● **Goal of the exercise**
Using the data below, work out how many lines contain the word "pass", then state that number without comment.
(Source records Opens)
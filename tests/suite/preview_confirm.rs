//! The two-phase preview/confirm workflow.

use claimgrid_types::StopReason;

use crate::common::{memory_coordinator, sqlite_coordinator, user};

#[test]
fn preview_reports_existing_and_ready_identifiers() {
    let coordinator = memory_coordinator(5, 25);
    coordinator.confirm_raw("ada\ngrace").unwrap();

    let report = coordinator
        .preview("username\nGrace\nlinus\n\"ken\", ada\nlinus")
        .unwrap();

    let existing: Vec<_> = report.already_exists.iter().map(|u| u.as_str()).collect();
    let ready: Vec<_> = report.ready_to_insert.iter().map(|u| u.as_str()).collect();
    assert_eq!(existing, ["ada", "grace"]);
    assert_eq!(ready, ["linus", "ken"]);
    assert_eq!(report.capacity.used, 2);
    assert_eq!(report.capacity.remaining(), 23);
}

#[test]
fn confirm_after_concurrent_claim_skips_the_stale_entry() {
    let dir = tempfile::tempdir().unwrap();
    let path = dir.path().join("grid.db");
    let ours = sqlite_coordinator(&path, 4, 16);
    let theirs = sqlite_coordinator(&path, 4, 16);

    let report = ours.preview("a\nb\nc\nd").unwrap();
    assert_eq!(report.ready_to_insert.len(), 4);

    // Between our preview and confirm, another process claims "c".
    theirs.confirm(&["c"]).unwrap();

    let outcome = ours.confirm_preview(&report).unwrap();
    assert_eq!(outcome.allocated, 3);
    assert_eq!(outcome.skipped, 1);
    assert!(outcome.stop.is_none());

    let audit = ours.store().audit().unwrap();
    assert_eq!(audit.claims, 4);
    assert!(ours.store().exists(&user("c")).unwrap());
}

#[test]
fn stale_capacity_in_preview_does_not_bind_confirm() {
    let coordinator = memory_coordinator(5, 3);
    let report = coordinator.preview("a,b,c").unwrap();
    assert_eq!(report.capacity.remaining(), 3);

    coordinator.confirm(&["x", "y"]).unwrap();

    let outcome = coordinator.confirm_preview(&report).unwrap();
    assert_eq!(outcome.allocated, 1);
    assert_eq!(outcome.skipped, 2);
    assert_eq!(outcome.stop, Some(StopReason::CapacityReached));
}

#[test]
fn abandoned_preview_leaves_no_trace() {
    let coordinator = memory_coordinator(3, 9);
    for _ in 0..3 {
        coordinator.preview("a\nb\nc").unwrap();
    }
    let audit = coordinator.store().audit().unwrap();
    assert_eq!(audit.claims, 0);
    assert_eq!(audit.filled_cells, 0);
    assert_eq!(audit.reserved_cells, 0);
}
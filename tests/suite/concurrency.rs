//! Concurrent batches against one shared grid.

use std::collections::HashSet;
use std::sync::{Arc, Barrier};
use std::thread;

use claimgrid_engine::{BatchLimits, ClaimService, Coordinator};
use claimgrid_store::{GridStore, MemoryLedger, SqliteLedger};
use claimgrid_types::AllocationOutcome;

use crate::common::{BUSY_TIMEOUT, batch, memory_coordinator, sqlite_coordinator, user};

fn run_concurrently(coordinators: &[Coordinator], batches: &[Vec<String>]) -> Vec<AllocationOutcome> {
    let barrier = Barrier::new(batches.len());
    thread::scope(|scope| {
        let handles: Vec<_> = batches
            .iter()
            .enumerate()
            .map(|(i, batch)| {
                let coordinator = &coordinators[i % coordinators.len()];
                let barrier = &barrier;
                scope.spawn(move || {
                    barrier.wait();
                    coordinator.confirm(batch).unwrap()
                })
            })
            .collect();
        handles.into_iter().map(|h| h.join().unwrap()).collect()
    })
}

#[test]
fn disjoint_batches_allocate_exactly_what_was_requested() {
    let coordinator = memory_coordinator(16, 256);
    let batches: Vec<_> = (0..8).map(|i| batch(i, 24)).collect();

    let outcomes = run_concurrently(std::slice::from_ref(&coordinator), &batches);

    for outcome in &outcomes {
        assert_eq!(outcome.allocated, 24);
        assert_eq!(outcome.skipped, 0);
        assert!(outcome.stop.is_none());
    }

    let store = coordinator.store();
    let claims = store.claims().unwrap();
    assert_eq!(claims.len(), 8 * 24);
    let cells: HashSet<_> = claims.iter().map(|claim| claim.cell_id).collect();
    assert_eq!(cells.len(), claims.len(), "two claims share a cell");

    let audit = store.audit().unwrap();
    assert!(audit.is_consistent(), "{:?}", audit.violations);
    assert_eq!(audit.filled_cells, 8 * 24);
    assert_eq!(audit.reserved_cells, 0);
}

#[test]
fn same_identifier_in_racing_batches_is_claimed_once() {
    let coordinator = memory_coordinator(8, 64);
    let mut batches: Vec<_> = (0..6).map(|i| batch(i, 4)).collect();
    for batch in &mut batches {
        batch.insert(2, "contested".to_string());
    }

    let outcomes = run_concurrently(std::slice::from_ref(&coordinator), &batches);

    let allocated: usize = outcomes.iter().map(|o| o.allocated).sum();
    let skipped: usize = outcomes.iter().map(|o| o.skipped).sum();
    assert_eq!(allocated, 6 * 4 + 1);
    assert_eq!(skipped, 5);

    let contested: Vec<_> = coordinator
        .store()
        .claims()
        .unwrap()
        .into_iter()
        .filter(|claim| claim.username == user("contested"))
        .collect();
    assert_eq!(contested.len(), 1);
    assert!(coordinator.store().audit().unwrap().is_consistent());
}

#[test]
fn concurrent_batches_never_exceed_the_limit() {
    let coordinator = memory_coordinator(16, 50);
    let batches: Vec<_> = (0..8).map(|i| batch(i, 20)).collect();

    let outcomes = run_concurrently(std::slice::from_ref(&coordinator), &batches);

    let allocated: usize = outcomes.iter().map(|o| o.allocated).sum();
    assert_eq!(allocated, 50);
    for outcome in &outcomes {
        assert_eq!(outcome.settled() + outcome.deferred.len(), 20);
    }
    assert_eq!(coordinator.capacity_status().unwrap().used, 50);

    let audit = coordinator.store().audit().unwrap();
    assert!(audit.is_consistent(), "{:?}", audit.violations);
    assert_eq!(audit.filled_cells, 50);
}

#[test]
fn contention_for_the_last_cells_fills_the_grid_without_overlap() {
    let coordinator = memory_coordinator(4, 100);
    let batches: Vec<_> = (0..4).map(|i| batch(i, 10)).collect();

    let outcomes = run_concurrently(std::slice::from_ref(&coordinator), &batches);

    let allocated: usize = outcomes.iter().map(|o| o.allocated).sum();
    let settled: usize = outcomes.iter().map(AllocationOutcome::settled).sum();
    assert_eq!(allocated, 16);
    assert_eq!(settled, 40);

    let audit = coordinator.store().audit().unwrap();
    assert!(audit.is_consistent(), "{:?}", audit.violations);
    assert_eq!(audit.filled_cells, 16);
}

#[test]
fn separate_connections_share_one_database_safely() {
    let dir = tempfile::tempdir().unwrap();
    let path = dir.path().join("grid.db");
    let coordinators: Vec<_> = (0..3).map(|_| sqlite_coordinator(&path, 8, 40)).collect();
    let batches: Vec<_> = (0..6).map(|i| batch(i, 10)).collect();

    let outcomes = run_concurrently(&coordinators, &batches);

    let allocated: usize = outcomes.iter().map(|o| o.allocated).sum();
    let deferred: usize = outcomes.iter().map(|o| o.deferred.len()).sum();
    assert_eq!(deferred, 0);
    assert_eq!(allocated, 40);

    // A fresh process sees the committed state.
    let ledger = SqliteLedger::open(&path, 8, BUSY_TIMEOUT).unwrap();
    let store = GridStore::open(8, 40, Box::new(ledger)).unwrap();
    let audit = store.audit().unwrap();
    assert!(audit.is_consistent(), "{:?}", audit.violations);
    assert_eq!(audit.claims, 40);
    assert_eq!(audit.filled_cells, 40);
}

#[tokio::test(flavor = "multi_thread", worker_threads = 4)]
async fn service_tasks_race_without_double_assignment() {
    let store = GridStore::open(10, 100, Box::new(MemoryLedger::new())).unwrap();
    let service = ClaimService::new(Coordinator::new(Arc::new(store), BatchLimits::default()));

    let mut handles = Vec::new();
    for i in 0..12 {
        let service = service.clone();
        let raw = batch(i % 6, 12).join(",");
        handles.push(tokio::spawn(async move { service.confirm_raw(raw).await }));
    }

    let mut allocated = 0;
    for handle in handles {
        allocated += handle.await.unwrap().unwrap().allocated;
    }
    // Six distinct batches, each submitted twice.
    assert_eq!(allocated, 72);

    let audit = service.coordinator().store().audit().unwrap();
    assert!(audit.is_consistent(), "{:?}", audit.violations);
    assert_eq!(audit.claims, 72);
}
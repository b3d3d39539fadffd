//! Core domain types for claimgrid.
//!
//! This crate contains pure domain types with no IO, no async, and minimal dependencies.
//! Everything here can be used from any layer of the application.

// Pedantic lint configuration - these are intentional design choices
#![allow(clippy::missing_errors_doc)] // Result-returning functions are self-explanatory
#![allow(clippy::missing_panics_doc)] // Panics are documented in assertions

mod ids;
pub use ids::{CellId, GridCoord};

use std::collections::BTreeSet;
use std::fmt;

use serde::{Deserialize, Serialize};
use thiserror::Error;

// ============================================================================
// Validation
// ============================================================================

#[derive(Debug, Clone, PartialEq, Eq, Error)]
pub enum ValidationError {
    #[error("identifier must not be empty")]
    EmptyIdentifier,
    #[error("identifier is {len} characters, maximum is {max}")]
    IdentifierTooLong { len: usize, max: usize },
    #[error("identifier contains a control character")]
    ControlCharacter,
    #[error("batch contains no identifiers")]
    EmptyBatch,
    #[error("batch has {len} identifiers, maximum is {max}")]
    BatchTooLarge { len: usize, max: usize },
    #[error("coordinate ({x}, {y}) is outside a {size}x{size} grid")]
    CoordinateOutOfRange { x: u32, y: u32, size: u32 },
}

// ============================================================================
// Username
// ============================================================================

/// A normalized claim identifier: trimmed, lowercased, non-empty.
///
/// Two raw inputs that differ only in case or surrounding whitespace produce
/// equal `Username`s, which is what makes the ledger case-insensitive.
#[derive(Debug, Clone, PartialEq, Eq, PartialOrd, Ord, Hash, Serialize, Deserialize)]
#[serde(try_from = "String", into = "String")]
pub struct Username(String);

impl Username {
    pub const DEFAULT_MAX_LEN: usize = 64;

    pub fn new(raw: impl AsRef<str>) -> Result<Self, ValidationError> {
        Self::parse(raw, Self::DEFAULT_MAX_LEN)
    }

    pub fn parse(raw: impl AsRef<str>, max_len: usize) -> Result<Self, ValidationError> {
        let normalized = raw.as_ref().trim().to_lowercase();
        if normalized.is_empty() {
            return Err(ValidationError::EmptyIdentifier);
        }
        if normalized.chars().any(char::is_control) {
            return Err(ValidationError::ControlCharacter);
        }
        let len = normalized.chars().count();
        if len > max_len {
            return Err(ValidationError::IdentifierTooLong { len, max: max_len });
        }
        Ok(Self(normalized))
    }

    /// Rebuild an identifier accepted earlier, e.g. a ledger row.
    ///
    /// Normalization and the character checks still apply, but not the length
    /// cap: the limit in force at insert time may have exceeded the default.
    pub fn from_stored(raw: impl AsRef<str>) -> Result<Self, ValidationError> {
        Self::parse(raw, usize::MAX)
    }

    #[must_use]
    pub fn as_str(&self) -> &str {
        &self.0
    }

    #[must_use]
    pub fn into_inner(self) -> String {
        self.0
    }
}

/// Used by serde, so previously stored identifiers of any length round-trip.
impl TryFrom<String> for Username {
    type Error = ValidationError;

    fn try_from(value: String) -> Result<Self, Self::Error> {
        Self::from_stored(value)
    }
}

impl TryFrom<&str> for Username {
    type Error = ValidationError;

    fn try_from(value: &str) -> Result<Self, Self::Error> {
        Self::new(value)
    }
}

impl From<Username> for String {
    fn from(value: Username) -> Self {
        value.0
    }
}

impl std::ops::Deref for Username {
    type Target = str;

    fn deref(&self) -> &Self::Target {
        self.as_str()
    }
}

impl AsRef<str> for Username {
    fn as_ref(&self) -> &str {
        self.as_str()
    }
}

impl fmt::Display for Username {
    fn fmt(&self, f: &mut fmt::Formatter<'_>) -> fmt::Result {
        f.write_str(&self.0)
    }
}

// ============================================================================
// Grid Records
// ============================================================================

/// One addressable unit of the grid.
#[derive(Debug, Clone, Copy, PartialEq, Eq, Serialize, Deserialize)]
pub struct Cell {
    pub id: CellId,
    pub coord: GridCoord,
    pub filled: bool,
    pub is_mask: bool,
}

/// A permanent binding of one username to one cell.
#[derive(Debug, Clone, PartialEq, Eq, Serialize, Deserialize)]
pub struct Claim {
    pub username: Username,
    pub cell_id: CellId,
}

// ============================================================================
// Results
// ============================================================================

#[derive(Debug, Clone, Copy, PartialEq, Eq, Serialize, Deserialize)]
pub struct CapacityStatus {
    pub used: u64,
    pub limit: u64,
}

impl CapacityStatus {
    #[must_use]
    pub fn remaining(self) -> u64 {
        self.limit.saturating_sub(self.used)
    }

    #[must_use]
    pub fn is_exhausted(self) -> bool {
        self.used >= self.limit
    }
}

/// Why an allocation pass stopped before reaching the end of its batch.
#[derive(Debug, Clone, Copy, PartialEq, Eq, Serialize, Deserialize)]
#[serde(rename_all = "snake_case")]
pub enum StopReason {
    CapacityReached,
    GridFull,
}

/// Result of one allocation pass over a batch.
///
/// `deferred` holds candidates whose transaction timed out; they are counted
/// as neither allocated nor skipped and must be re-submitted.
#[derive(Debug, Clone, Default, PartialEq, Eq, Serialize, Deserialize)]
pub struct AllocationOutcome {
    pub allocated: usize,
    pub skipped: usize,
    #[serde(default, skip_serializing_if = "Vec::is_empty")]
    pub deferred: Vec<Username>,
    #[serde(default, skip_serializing_if = "Option::is_none")]
    pub stop: Option<StopReason>,
}

impl AllocationOutcome {
    /// Candidates the pass accounted for, excluding deferred ones.
    #[must_use]
    pub fn settled(&self) -> usize {
        self.allocated + self.skipped
    }
}

/// Non-mutating classification of a batch against the ledger.
///
/// Advisory only: a later confirm re-validates everything.
#[derive(Debug, Clone, PartialEq, Eq, Serialize, Deserialize)]
pub struct PreviewReport {
    pub already_exists: BTreeSet<Username>,
    pub ready_to_insert: Vec<Username>,
    pub capacity: CapacityStatus,
}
(Source records Closes)
● **Response to this task**
3